Cramer Calls Regional Banks a Buy. Check the Track Record.
The "fully priced in" claim needs a number behind it. KRE lost roughly 40% peak-to-trough during the 2023 SVB/Signature crisis, and the recovery has been partial at best. Deposit betas for mid-tier regionals lagged on the way up — customers were slow to chase yield — but behavioral stickiness broke decisively when insured-deposit anxiety hit. That structural shift doesn't reverse on a television call. A 1.4% move on CNBC volume is noise against that backdrop.
"Generational buy" is a specific historical comp.
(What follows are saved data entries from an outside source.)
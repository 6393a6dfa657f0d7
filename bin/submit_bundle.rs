use alloy::{primitives::U256, sol, sol_types::SolCall};
use bundler::{
    bundle::{BundleBuilder, SignedBundle},
    chain::ChainClient,
    config::{HostProvider, SubmitterConfig},
    relay::FlashbotsRelay,
    tasks::{
        resolve::ResolutionTracker,
        submit::{Inclusion, SubmissionError, SubmitTask},
    },
};
use init4_bin_base::{
    deps::tracing::{Instrument, error, info, info_span},
    utils::from_env::FromEnv,
};

sol! {
    interface IPresale {
        function enablePresale() external;
        function presale(uint256 amount) external payable;
    }
}

/// Everything needed to start submitting.
struct Prepared {
    task: SubmitTask<FlashbotsRelay, ResolutionTracker<HostProvider>>,
    bundle: SignedBundle,
    start_block: u64,
}

#[tokio::main]
async fn main() {
    let guard = init4_bin_base::init4();

    let code = match run().await {
        Ok(inclusion) => {
            info!(
                block = inclusion.block(),
                bundle_hash = %inclusion.attempt.bundle_hash,
                submissions = inclusion.submissions,
                "bundle landed"
            );
            0
        }
        Err(err) => {
            let code = SubmissionError::exit_code_of(&err);
            error!(%err, code, "bundle submission failed");
            code
        }
    };

    // flush telemetry before exiting
    drop(guard);
    std::process::exit(code);
}

async fn run() -> eyre::Result<Inclusion> {
    let config = SubmitterConfig::from_env()?;
    let Prepared { task, bundle, start_block } =
        prepare(&config).instrument(info_span!("submitter initialization")).await?;

    Ok(task.run_submission(&bundle, start_block, config.max_attempts()).await?)
}

async fn prepare(config: &SubmitterConfig) -> eyre::Result<Prepared> {
    let (provider, tx_signer, relay) = tokio::try_join!(
        config.connect_provider(),
        config.connect_tx_signer(),
        config.connect_relay(),
    )?;
    info!(
        rpc = %provider.url,
        relay = %relay.relay_url,
        relay_signer = %relay.signer_address(),
        "connected"
    );

    let mut builder = BundleBuilder::new();
    if let Some(raw) = config.backrun_tx()? {
        builder = builder.push_raw(raw)?;
    }

    let enable = config.presale_spec(IPresale::enablePresaleCall {}.abi_encode());
    builder = builder.push(enable, tx_signer.clone());
    if let Some(amount) = config.presale_amount {
        let presale = config
            .presale_spec(IPresale::presaleCall { amount: U256::from(amount) }.abi_encode())
            .with_value(config.presale_value());
        builder = builder.push(presale, tx_signer);
    }

    let bundle = builder.build()?.sign(&provider.connection).await?;

    // the head block is already sealed, so the first candidate is the next one
    let start_block = provider.connection.block_number().await? + 1;
    info!(start_block, txs = bundle.len(), "bundle signed");

    let tracker = config.resolution_tracker(provider.connection);
    let task = SubmitTask::new(relay, tracker, config.submit_settings());

    Ok(Prepared { task, bundle, start_block })
}
use crate::data::Trackball;
use cgmath::{self, Deg, Matrix4, Vector2, Vector3};

/// A perspective projection.
#[derive(Debug, Clone, Copy, PartialEq)]
pub struct Projection {
    /// Vertical field of view in degrees.
    pub fov_y: f32,

    /// Viewport width in pixels.
    pub width: u32,

    /// Viewport height in pixels.
    pub height: u32,

    /// Near clip plane.
    pub clip_near: f32,

    /// Far clip plane.
    pub clip_far: f32,
}

impl Projection {
    /// Creates a projection with 45° vertical FOV, 0.01 and 10 as clip planes, and a 32px×32px
    /// viewport.
    pub fn new() -> Projection {
        Projection {
            fov_y: 45.,
            width: 32,
            height: 32,
            clip_near: 0.01,
            clip_far: 10.,
        }
    }

    /// Width over height. A zero height is treated as one pixel.
    pub fn aspect(&self) -> f32 {
        self.width as f32 / self.height.max(1) as f32
    }

    /// Returns the projection matrix.
    pub fn matrix(&self) -> Matrix4<f32> {
        cgmath::perspective(
            Deg(self.fov_y),
            self.aspect(),
            self.clip_near,
            self.clip_far,
        )
    }
}

impl Default for Projection {
    fn default() -> Projection {
        Projection::new()
    }
}

/// Which pointer button drives the camera during a drag.
#[derive(Debug, Clone, Copy, PartialEq, Eq, Hash)]
pub enum MouseControl {
    None,
    /// Rotate with the trackball.
    Left,
    /// Pan in the view plane.
    Middle,
    /// Move towards or away from the center.
    Right,
}

const PAN_SPEED: f32 = 0.5;
const DOLLY_SPEED: f32 = 2.;
const SCROLL_SPEED: f32 = 0.25;
const MIN_DOLLY: f32 = 0.01;

/// A camera orbiting the origin.
///
/// Owned by the host and lent to whichever plugin is active.
#[derive(Debug, Clone, Copy, PartialEq)]
pub struct OrbitCamera {
    default_dolly: f32,
    trackball: Trackball,
    dolly: f32,
    pan: Vector2<f32>,
}

impl OrbitCamera {
    /// Creates a camera at the given distance from the origin, looking down -Z.
    pub fn new(dolly: f32) -> OrbitCamera {
        OrbitCamera {
            default_dolly: dolly,
            trackball: Trackball::new(),
            dolly,
            pan: Vector2::new(0., 0.),
        }
    }

    /// Distance from the orbit center.
    pub fn dolly(&self) -> f32 {
        self.dolly
    }

    pub fn pan(&self) -> Vector2<f32> {
        self.pan
    }

    /// Returns the view matrix.
    pub fn view_matrix(&self) -> Matrix4<f32> {
        Matrix4::from_translation(Vector3::new(self.pan.x, self.pan.y, -self.dolly))
            * self.trackball.rotation_matrix()
    }

    /// Handles a pointer drag between two points in normalized window coordinates.
    pub fn mouse_move_control(&mut self, mode: MouseControl, old: Vector2<f32>, new: Vector2<f32>) {
        match mode {
            MouseControl::None => (),
            MouseControl::Left => self.rotate(old, new),
            MouseControl::Middle => self.pan += (new - old) * self.dolly * PAN_SPEED,
            MouseControl::Right => self.move_dolly((old.y - new.y) * DOLLY_SPEED),
        }
    }

    /// Handles scrolling; scrolling up moves closer.
    pub fn mouse_scroll_control(&mut self, _dx: f32, dy: f32) {
        self.move_dolly(-dy * SCROLL_SPEED);
    }

    /// Rotates with the trackball.
    pub fn rotate(&mut self, old: Vector2<f32>, new: Vector2<f32>) {
        self.trackball.track(old, new);
    }

    /// Moves along the view axis, never closer than 0.01 to the center.
    pub fn move_dolly(&mut self, d: f32) {
        self.dolly = (self.dolly + d).max(MIN_DOLLY);
    }

    /// Returns to the initial distance, without pan or rotation.
    pub fn reset(&mut self) {
        *self = OrbitCamera::new(self.default_dolly);
    }
}

impl Default for OrbitCamera {
    fn default() -> OrbitCamera {
        OrbitCamera::new(5.)
    }
}

#[test]
fn default_view_looks_down_z() {
    use cgmath::Vector4;

    let camera = OrbitCamera::default();
    let origin = camera.view_matrix() * Vector4::new(0., 0., 0., 1.);
    assert_eq!(origin, Vector4::new(0., 0., -5., 1.));
}

#[test]
fn camera_controls() {
    let mut camera = OrbitCamera::new(2.);

    camera.mouse_move_control(MouseControl::Right, Vector2::new(0., 0.), Vector2::new(0., 0.25));
    assert_eq!(camera.dolly(), 1.5);

    camera.mouse_scroll_control(0., -2.);
    assert_eq!(camera.dolly(), 2.);

    camera.move_dolly(-10.);
    assert_eq!(camera.dolly(), MIN_DOLLY);

    camera.move_dolly(1.99);
    camera.mouse_move_control(MouseControl::Middle, Vector2::new(0., 0.), Vector2::new(0.5, 0.));
    assert!((camera.pan().x - 0.5).abs() < 1e-6);

    camera.mouse_move_control(MouseControl::None, Vector2::new(0., 0.), Vector2::new(1., 1.));
    camera.reset();
    assert_eq!(camera, OrbitCamera::new(2.));
}

#[test]
fn projection_maps_clip_planes() {
    use cgmath::Vector4;

    let projection = Projection::new();
    let near = projection.matrix() * Vector4::new(0., 0., -projection.clip_near, 1.);
    let far = projection.matrix() * Vector4::new(0., 0., -projection.clip_far, 1.);
    assert!((near.z / near.w + 1.).abs() < 1e-4);
    assert!((far.z / far.w - 1.).abs() < 1e-4);
}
The last time regionals earned that label was post-2008, when the XLF bottomed near $9 and tripled over five years on the back of normalized credit, recovering NIMs, and a clean-ish CRE book. None of those three conditions are present today. Office CRE delinquency rates at smaller banks are still climbing into 2026, and net interest margins have compressed as deposit costs repriced faster than loan yields in the back half of the rate cycle.
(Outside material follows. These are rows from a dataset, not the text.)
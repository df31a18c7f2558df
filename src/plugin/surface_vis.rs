//! Interactive B-spline surface editing.

use crate::data::color::color_to_id;
use crate::data::{GridError, OrbitCamera, Projection};
use crate::edit::{EditError, MoveMode, SurfaceEditor};
use crate::platform::event::{Button, ButtonAction, KeyAction, KeyCode, Modifiers};
use crate::plugin::{Frame, Plugin, PluginContext, PluginDef};
use crate::render::{draw_surface, Context, DrawStyle, Renderer, TessLevels, Viewport};
use std::fs;
use std::path::PathBuf;

pub static SURFACE_VIS: PluginDef = PluginDef {
    idx: 104,
    name: "PCVC/SurfaceVis",
    create: SurfaceVis::create,
};

/// Surface editor settings.
#[derive(Debug, Clone, PartialEq)]
pub struct SurfaceVisConfig {
    /// Vertical field of view in degrees.
    pub fov_y: f32,
    pub z_near: f32,
    pub z_far: f32,

    /// Initial number of control points along u.
    pub n: usize,
    /// Initial number of control points along v.
    pub m: usize,
    pub degree_p: usize,
    pub degree_q: usize,

    /// Smallest grid size [SurfaceVis::set_grid_size] accepts along either direction.
    pub min_grid_size: usize,
    /// Largest grid size [SurfaceVis::set_grid_size] accepts along either direction.
    pub max_grid_size: usize,

    pub tess: TessLevels,

    /// Upper bound for tessellation levels, usually whatever the GPU supports.
    pub max_tess_level: u32,

    pub style: DrawStyle,

    /// Control point file name, relative to the models directory.
    pub data_file: String,

    /// Models directory, relative to the resources root.
    pub models_dir: PathBuf,
}

impl SurfaceVisConfig {
    /// Creates the default configuration: a flat bicubic 4×4 grid seen through a 45° camera with
    /// clip planes at 0.01 and 10, tessellated 16×16, and `test.txt` in `models` as data file.
    pub fn new() -> SurfaceVisConfig {
        SurfaceVisConfig {
            fov_y: 45.,
            z_near: 0.01,
            z_far: 10.,
            n: 4,
            m: 4,
            degree_p: 3,
            degree_q: 3,
            min_grid_size: 2,
            max_grid_size: 8,
            tess: TessLevels::default(),
            max_tess_level: 64,
            style: DrawStyle::default(),
            data_file: "test.txt".into(),
            models_dir: "models".into(),
        }
    }
}

impl Default for SurfaceVisConfig {
    fn default() -> SurfaceVisConfig {
        SurfaceVisConfig::new()
    }
}

/// The surface editing plugin.
pub struct SurfaceVis {
    config: SurfaceVisConfig,
    editor: SurfaceEditor,
    projection: Projection,
    tess: TessLevels,
    style: DrawStyle,
    models_dir: PathBuf,
    last_mouse: (f64, f64),
}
The thesis flips if Q1 earnings show deposit cost peaking alongside NIM expansion above 3.0% at more than a handful of names — that would mean the spread math is actually working again. Watch Zions, Cullen/Frost, and Glacier Bancorp as the cleaner regional proxies; they'll report before the month is out. Until NIM sequentially expands for two consecutive quarters and CRE charge-offs plateau, the fundamental case isn't there. Cramer's call is a sentiment data point, not a bottom signal.